//! License reconciliation engine.
//!
//! Orchestrates genuineness checks against the verification backend and
//! produces the single authoritative decision: may this process run, and in
//! what mode. Grace-period handling, the caller-driven reverification path,
//! and the trial fallback all live here.
//!
//! Engine operations are blocking `&mut self` calls with no internal
//! locking; a host sharing one engine across threads must serialize access
//! itself. The only cross-thread input is the trial expiration channel,
//! which the engine drains at the start of every reconciliation pass.

use crate::backend::{
    code, ExpirationReason, ExpirationSink, LicenseHandle, VerificationBackend,
};
use crate::error::{LicentiaError, LicentiaResult};
use crate::outcome::{classify, CheckFamily, GenuineOutcome};
use crate::policy::ReconcilePolicy;
use crate::trial::{TrialState, TrialTracker};
use serde::{Deserialize, Serialize};
use std::sync::mpsc;
use std::sync::Arc;
use tracing::{debug, warn};

/// Genuineness state of the engine.
#[derive(Debug, Clone, Copy, PartialEq, Eq, Serialize, Deserialize)]
#[serde(rename_all = "snake_case")]
pub enum EngineState {
    /// No reconciliation has run yet.
    Unchecked,
    /// A check is in flight.
    Verifying,
    /// The last check confirmed a live activation, or an internet failure
    /// inside the grace window with a local activation record.
    Genuine,
    /// Checks fail but a local activation record survives: server contact
    /// has been blocked past the grace window. The host must prompt for
    /// reverification instead of blocking outright.
    NotGenuineButLocallyValid,
    /// No activation record and the last check was not genuine.
    Blocked,
}

/// Final output of a reconciliation pass. Derived, never stored; recomputed
/// on every pass.
#[derive(Debug, Clone, Copy, PartialEq, Eq, Serialize, Deserialize)]
#[serde(rename_all = "snake_case")]
pub enum ActivationDecision {
    /// A valid activation exists, or one inside its grace window.
    Activated,
    /// No activation, but a running trial with this many days left.
    TrialActive(u32),
    /// A local activation record survives but the servers could not confirm
    /// it within the policy window. The host must reverify (see
    /// [`ReconcileEngine::force_recheck`]) before continuing.
    RequiresReverification,
    /// No activation and no usable trial.
    Blocked,
}

/// The license reconciliation engine. One instance per product per process.
pub struct ReconcileEngine {
    backend: Arc<dyn VerificationBackend>,
    handle: LicenseHandle,
    state: EngineState,
    last_outcome: Option<GenuineOutcome>,
    trial: TrialTracker,
    expirations: mpsc::Receiver<ExpirationReason>,
}

impl ReconcileEngine {
    /// Acquires a handle for `product_id` and builds the engine around it.
    ///
    /// # Errors
    ///
    /// Returns [`LicentiaError::HandleInvalid`] if the backend does not
    /// recognize the product identifier or its product data is missing.
    pub fn new(backend: Arc<dyn VerificationBackend>, product_id: &str) -> LicentiaResult<Self> {
        let handle = backend
            .acquire_handle(product_id)
            .ok_or_else(|| LicentiaError::HandleInvalid(product_id.to_string()))?;
        debug!(%handle, product_id, "license handle acquired");

        let (sink, expirations) = ExpirationSink::channel();
        Ok(Self {
            trial: TrialTracker::new(Arc::clone(&backend), handle, sink),
            backend,
            handle,
            state: EngineState::Unchecked,
            last_outcome: None,
            expirations,
        })
    }

    /// Current genuineness state.
    #[must_use]
    pub fn state(&self) -> EngineState {
        self.state
    }

    /// Outcome of the most recent genuineness check, if any ran.
    #[must_use]
    pub fn last_outcome(&self) -> Option<GenuineOutcome> {
        self.last_outcome
    }

    /// The handle this engine owns.
    #[must_use]
    pub fn handle(&self) -> LicenseHandle {
        self.handle
    }

    /// Snapshot of the trial, if it has been started in this process.
    #[must_use]
    pub fn trial_state(&self) -> Option<&TrialState> {
        self.trial.state()
    }

    // ── Reconciliation ───────────────────────────────────────────

    /// Runs one reconciliation pass and returns the authoritative decision.
    ///
    /// Drains pending trial expiration notifications, performs the extended
    /// genuineness check under `policy`, applies the state transitions, and
    /// falls back to the trial when no genuine activation exists. Blocks for
    /// exactly one backend check (plus an activation-record lookup on the
    /// degraded paths); retries are always caller-driven.
    ///
    /// # Errors
    ///
    /// Returns [`LicentiaError::PolicyInvalid`] for an out-of-bounds policy
    /// and [`LicentiaError::BackendContractViolation`] for an unrecognized
    /// backend code. Expected network failure is not an error; it is
    /// encoded in the decision.
    pub fn reconcile(&mut self, policy: &ReconcilePolicy) -> LicentiaResult<ActivationDecision> {
        policy.validate()?;
        self.drain_expirations();

        self.state = EngineState::Verifying;
        let raw = self
            .backend
            .check_genuine_extended(self.handle, &policy.to_options());
        let outcome = classify(raw, CheckFamily::Extended)?;
        self.last_outcome = Some(outcome);
        debug!(?outcome, "extended genuineness check");

        let decision = match outcome {
            GenuineOutcome::Genuine | GenuineOutcome::GenuineFeaturesChanged => {
                self.state = EngineState::Genuine;
                ActivationDecision::Activated
            }
            GenuineOutcome::InternetError => {
                if self.is_activated()? {
                    // Activated but the servers were unreachable. The
                    // backend only reports this while the grace window
                    // still holds; past it the check fails outright.
                    warn!("activation servers unreachable; grace period applies");
                    self.state = EngineState::Genuine;
                    ActivationDecision::Activated
                } else {
                    self.state = EngineState::Blocked;
                    self.trial_fallback()
                }
            }
            GenuineOutcome::NotGenuine | GenuineOutcome::NotGenuineInVM => {
                if self.is_activated()? {
                    // Server contact has been blocked for longer than
                    // days_between_checks + grace_period_days, yet the local
                    // record is still valid. Not an automatic block: the
                    // host prompts the user and retries via force_recheck.
                    warn!("local activation record present but reverification required");
                    self.state = EngineState::NotGenuineButLocallyValid;
                    ActivationDecision::RequiresReverification
                } else {
                    self.state = EngineState::Blocked;
                    self.trial_fallback()
                }
            }
        };

        debug!(state = ?self.state, ?decision, "reconciliation pass complete");
        Ok(decision)
    }

    /// Immediate genuineness check for the reverification retry path.
    ///
    /// Unlike [`reconcile`](Self::reconcile) this never applies the
    /// grace-period policy and never defers server contact: a single
    /// internet failure surfaces as [`GenuineOutcome::InternetError`]. The
    /// caller decides when to retry; the engine never retries on its own.
    ///
    /// # Errors
    ///
    /// Returns [`LicentiaError::BackendContractViolation`] for an
    /// unrecognized backend code.
    pub fn force_recheck(&mut self) -> LicentiaResult<GenuineOutcome> {
        let raw = self.backend.check_genuine(self.handle);
        let outcome = classify(raw, CheckFamily::Single)?;
        self.last_outcome = Some(outcome);
        debug!(?outcome, "immediate genuineness check");

        if outcome.is_genuine() {
            self.state = EngineState::Genuine;
        }
        Ok(outcome)
    }

    /// Whether a local activation record exists on this machine. This does
    /// not verify genuineness with the servers; use
    /// [`reconcile`](Self::reconcile) for that.
    ///
    /// # Errors
    ///
    /// Returns [`LicentiaError::BackendContractViolation`] for an
    /// unrecognized backend code.
    pub fn is_activated(&self) -> LicentiaResult<bool> {
        match self.backend.is_activated(self.handle) {
            code::OK => Ok(true),
            code::FAIL => Ok(false),
            other => Err(LicentiaError::BackendContractViolation {
                operation: "is_activated",
                code: other,
            }),
        }
    }

    // ── Activation & product key ─────────────────────────────────

    /// Activates the product on this machine. A product key must have been
    /// saved first (see [`check_and_save_product_key`](Self::check_and_save_product_key)).
    ///
    /// # Errors
    ///
    /// Returns a typed error for every recognized failure code; activation
    /// has no outcome enum, so network failure surfaces as
    /// [`LicentiaError::NetworkUnavailable`].
    pub fn activate(&mut self, extra_data: Option<&str>) -> LicentiaResult<()> {
        match self.backend.activate(self.handle, extra_data) {
            code::OK => {
                debug!("activation succeeded");
                self.state = EngineState::Genuine;
                Ok(())
            }
            code::INET => Err(LicentiaError::NetworkUnavailable),
            code::PRODUCT_KEY_INVALID => Err(LicentiaError::ProductKeyInvalid),
            code::REVOKED => Err(LicentiaError::KeyRevoked),
            other => Err(LicentiaError::BackendContractViolation {
                operation: "activate",
                code: other,
            }),
        }
    }

    /// Deactivates the product on this machine. Keeping the stored product
    /// key lets the user reactivate later without retyping it.
    ///
    /// # Errors
    ///
    /// Returns [`LicentiaError::NotActivated`] when there is nothing to
    /// deactivate, or [`LicentiaError::NetworkUnavailable`] when the
    /// servers could not be told.
    pub fn deactivate(&mut self, erase_product_key: bool) -> LicentiaResult<()> {
        match self.backend.deactivate(self.handle, erase_product_key) {
            code::OK => {
                debug!(erase_product_key, "deactivated");
                self.state = EngineState::Unchecked;
                self.last_outcome = None;
                Ok(())
            }
            code::INET => Err(LicentiaError::NetworkUnavailable),
            code::MUST_ACTIVATE => Err(LicentiaError::NotActivated),
            other => Err(LicentiaError::BackendContractViolation {
                operation: "deactivate",
                code: other,
            }),
        }
    }

    /// Validates `key` and stores it for later activation. Returns `false`
    /// when the key is well-formed but not valid for this product version.
    ///
    /// # Errors
    ///
    /// Returns [`LicentiaError::NetworkUnavailable`] when validation needed
    /// the servers and could not reach them.
    pub fn check_and_save_product_key(&self, key: &str) -> LicentiaResult<bool> {
        match self.backend.check_and_save_product_key(self.handle, key) {
            code::OK => Ok(true),
            code::FAIL => Ok(false),
            code::INET => Err(LicentiaError::NetworkUnavailable),
            other => Err(LicentiaError::BackendContractViolation {
                operation: "check_and_save_product_key",
                code: other,
            }),
        }
    }

    // ── Trial lifecycle ──────────────────────────────────────────

    /// Starts the trial the first time it is called; afterwards revalidates
    /// that the stored trial data has not been tampered with. Idempotent
    /// per process.
    ///
    /// # Errors
    ///
    /// Returns [`LicentiaError::TrialDataTampered`] when a verified trial
    /// fails its integrity check and [`LicentiaError::TrialExpired`] once
    /// the trial is over.
    pub fn start_or_validate_trial(
        &mut self,
        verified: bool,
        extra_data: Option<&str>,
    ) -> LicentiaResult<()> {
        self.drain_expirations();
        self.trial.start_or_validate(verified, extra_data)
    }

    /// Whole trial days remaining. Returns 0 for a trial that never
    /// started, was tampered with, or is exhausted — the backend does not
    /// distinguish these, and neither does the engine.
    pub fn trial_days_remaining(&mut self, verified: bool) -> u32 {
        self.drain_expirations();
        self.trial.days_remaining(verified)
    }

    /// Applies a server-issued trial extension code.
    ///
    /// # Errors
    ///
    /// Returns [`LicentiaError::ExtensionCodeInvalid`] for a rejected or
    /// already-consumed code, and [`LicentiaError::TrialExpired`] once the
    /// trial has gone terminal in this process.
    pub fn extend_trial(&mut self, extension_code: &str, verified: bool) -> LicentiaResult<()> {
        self.drain_expirations();
        self.trial.extend(extension_code, verified)
    }

    /// Dequeues one pending trial expiration notification, applying it to
    /// the trial state before returning it.
    ///
    /// The backend delivers notifications on its own thread; they are only
    /// ever observed here and at the start of [`reconcile`](Self::reconcile),
    /// so notification and reconciliation results stay consistent when
    /// queried in sequence.
    pub fn poll_expiration(&mut self) -> Option<ExpirationReason> {
        let reason = self.expirations.try_recv().ok()?;
        self.trial.apply_expiration(reason);
        Some(reason)
    }

    fn drain_expirations(&mut self) {
        while let Ok(reason) = self.expirations.try_recv() {
            self.trial.apply_expiration(reason);
        }
    }

    fn trial_fallback(&mut self) -> ActivationDecision {
        match self.trial.current_days() {
            0 => ActivationDecision::Blocked,
            days => ActivationDecision::TrialActive(days),
        }
    }
}
//! Trial lifecycle tracking.
//!
//! Coordinates trial bootstrap, revalidation, and extension with the
//! backend, and owns the terminal flag once expiry or fraud is reported.
//! A remaining-days value of 0 conflates "never started", "tampered", and
//! "exhausted" — the backend does not let callers tell these apart, and
//! neither does the tracker.

use crate::backend::{
    code, ExpirationReason, ExpirationSink, LicenseHandle, TrialMode, VerificationBackend,
};
use crate::error::{LicentiaError, LicentiaResult};
use chrono::{DateTime, Utc};
use serde::{Deserialize, Serialize};
use std::sync::Arc;
use tracing::{debug, warn};

/// Snapshot of the trial as last seen by the tracker.
#[derive(Debug, Clone, PartialEq, Eq, Serialize, Deserialize)]
pub struct TrialState {
    /// Whether the trial clock is integrity-checked by the backend.
    pub verified: bool,
    /// Whole days left as of the last backend query. 1 day means *at most*
    /// one day; it could be thirty seconds.
    pub days_remaining: u32,
    /// Opaque extra data carried through to the backend.
    pub extra_data: Option<String>,
    /// When the trial was last validated against the backend.
    pub last_validated_at: Option<DateTime<Utc>>,
    /// Set once the backend reports expiry or fraud; never cleared for the
    /// rest of the process.
    pub terminal: bool,
}

/// Tracks trial bootstrap/validation/extension for one license handle.
pub(crate) struct TrialTracker {
    backend: Arc<dyn VerificationBackend>,
    handle: LicenseHandle,
    sink: ExpirationSink,
    state: Option<TrialState>,
    terminal: bool,
}

fn mode_for(verified: bool) -> TrialMode {
    if verified {
        TrialMode::Verified
    } else {
        TrialMode::Unverified
    }
}

impl TrialTracker {
    pub(crate) fn new(
        backend: Arc<dyn VerificationBackend>,
        handle: LicenseHandle,
        sink: ExpirationSink,
    ) -> Self {
        Self {
            backend,
            handle,
            sink,
            state: None,
            terminal: false,
        }
    }

    /// Snapshot of the trial, if it has been started in this process.
    pub(crate) fn state(&self) -> Option<&TrialState> {
        self.state.as_ref()
    }

    /// Starts the trial on first call; revalidates stored data after that.
    pub(crate) fn start_or_validate(
        &mut self,
        verified: bool,
        extra_data: Option<&str>,
    ) -> LicentiaResult<()> {
        if self.terminal {
            return Err(LicentiaError::TrialExpired);
        }

        let ret = self
            .backend
            .use_trial(self.handle, mode_for(verified), extra_data, self.sink.clone());
        match ret {
            code::OK => {
                let days = self
                    .backend
                    .trial_days_remaining(self.handle, mode_for(verified));
                debug!(days, verified, "trial validated");
                self.state = Some(TrialState {
                    verified,
                    days_remaining: days,
                    extra_data: extra_data.map(str::to_string),
                    last_validated_at: Some(Utc::now()),
                    terminal: false,
                });
                Ok(())
            }
            code::TRIAL_CORRUPTED => {
                warn!("stored trial data failed its integrity check");
                Err(LicentiaError::TrialDataTampered)
            }
            code::TRIAL_EXPIRED => {
                self.mark_terminal();
                Err(LicentiaError::TrialExpired)
            }
            other => Err(LicentiaError::BackendContractViolation {
                operation: "use_trial",
                code: other,
            }),
        }
    }

    /// Whole days left in the given mode. 0 once terminal, without asking
    /// the backend again.
    pub(crate) fn days_remaining(&mut self, verified: bool) -> u32 {
        if self.terminal {
            return 0;
        }
        let days = self
            .backend
            .trial_days_remaining(self.handle, mode_for(verified));
        if let Some(state) = &mut self.state {
            state.days_remaining = days;
        }
        days
    }

    /// Days left for a trial started in this process; 0 if none was.
    /// Used by the reconciliation fallback, which only consults a trial the
    /// host actually began.
    pub(crate) fn current_days(&mut self) -> u32 {
        match &self.state {
            None => 0,
            Some(state) => {
                let verified = state.verified;
                self.days_remaining(verified)
            }
        }
    }

    /// Applies a server-issued extension code.
    pub(crate) fn extend(&mut self, extension_code: &str, verified: bool) -> LicentiaResult<()> {
        if self.terminal {
            return Err(LicentiaError::TrialExpired);
        }

        match self
            .backend
            .extend_trial(self.handle, mode_for(verified), extension_code)
        {
            code::OK => {
                let days = self.days_remaining(verified);
                debug!(days, "trial extended");
                Ok(())
            }
            code::EXTENSION_INVALID => Err(LicentiaError::ExtensionCodeInvalid),
            code::INET => Err(LicentiaError::NetworkUnavailable),
            other => Err(LicentiaError::BackendContractViolation {
                operation: "extend_trial",
                code: other,
            }),
        }
    }

    /// Applies an expiration notification drained from the channel.
    /// Idempotent: repeated or late notifications are harmless.
    pub(crate) fn apply_expiration(&mut self, reason: ExpirationReason) {
        match reason {
            ExpirationReason::NaturalExpiration => debug!("trial period has expired"),
            ExpirationReason::FraudDetected => {
                warn!("trial dropped: clock manipulation detected");
            }
        }
        self.mark_terminal();
    }

    fn mark_terminal(&mut self) {
        self.terminal = true;
        if let Some(state) = &mut self.state {
            state.days_remaining = 0;
            state.terminal = true;
        }
    }
}
use std::thread;

use crossbeam_channel::{Sender, TrySendError};
use parking_lot::Mutex;

pub(crate) type NotifyJob = Box<dyn FnOnce() + Send + 'static>;

/// 看门狗私有的单线程通知队列。
///
/// # 教案级说明
/// - **意图 (Why)**：重连成功的通知可能执行任意用户代码，不能占用完成建连的 I/O 线程；
/// - **契约 (What)**：任务按提交顺序在同一后台线程上执行；队列满时丢弃任务并记录 `warn`；
/// - **实现提示 (How)**：首次提交时才创建线程与有界通道，`shutdown` 丢弃发送端让线程在排空后退出，
///   之后再次提交会重新创建。
pub(crate) struct Notifier {
    capacity: usize,
    sender: Mutex<Option<Sender<NotifyJob>>>,
}

impl Notifier {
    pub(crate) fn new(capacity: usize) -> Self {
        Self {
            capacity: capacity.max(1),
            sender: Mutex::new(None),
        }
    }

    /// 提交任务；被丢弃时返回 `false`。
    pub(crate) fn submit(&self, job: NotifyJob) -> bool {
        let mut slot = self.sender.lock();
        if slot.is_none() {
            let (tx, rx) = crossbeam_channel::bounded::<NotifyJob>(self.capacity);
            let spawned = thread::Builder::new()
                .name("spark-watchdog-notify".into())
                .spawn(move || {
                    for job in rx {
                        job();
                    }
                });
            if let Err(error) = spawned {
                tracing::error!(
                    target: "spark.connector.watchdog",
                    %error,
                    "failed to spawn notification worker"
                );
                return false;
            }
            *slot = Some(tx);
        }
        let Some(sender) = slot.as_ref() else {
            return false;
        };
        match sender.try_send(job) {
            Ok(()) => true,
            Err(TrySendError::Full(_)) => {
                tracing::warn!(
                    target: "spark.connector.watchdog",
                    capacity = self.capacity,
                    "notification queue full, dropping reconnect notification"
                );
                false
            }
            Err(TrySendError::Disconnected(_)) => {
                *slot = None;
                false
            }
        }
    }

    /// 关闭后台线程。
    pub(crate) fn shutdown(&self) {
        self.sender.lock().take();
    }

    /// 后台线程的发送端是否存在。
    pub(crate) fn is_running(&self) -> bool {
        self.sender.lock().is_some()
    }
}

◇ ◇ ◇

Lines containing the word "expiry": copy every one of them from the records above.

//! backend, and owns the terminal flag once expiry or fraud is reported.
    /// Set once the backend reports expiry or fraud; never cleared for the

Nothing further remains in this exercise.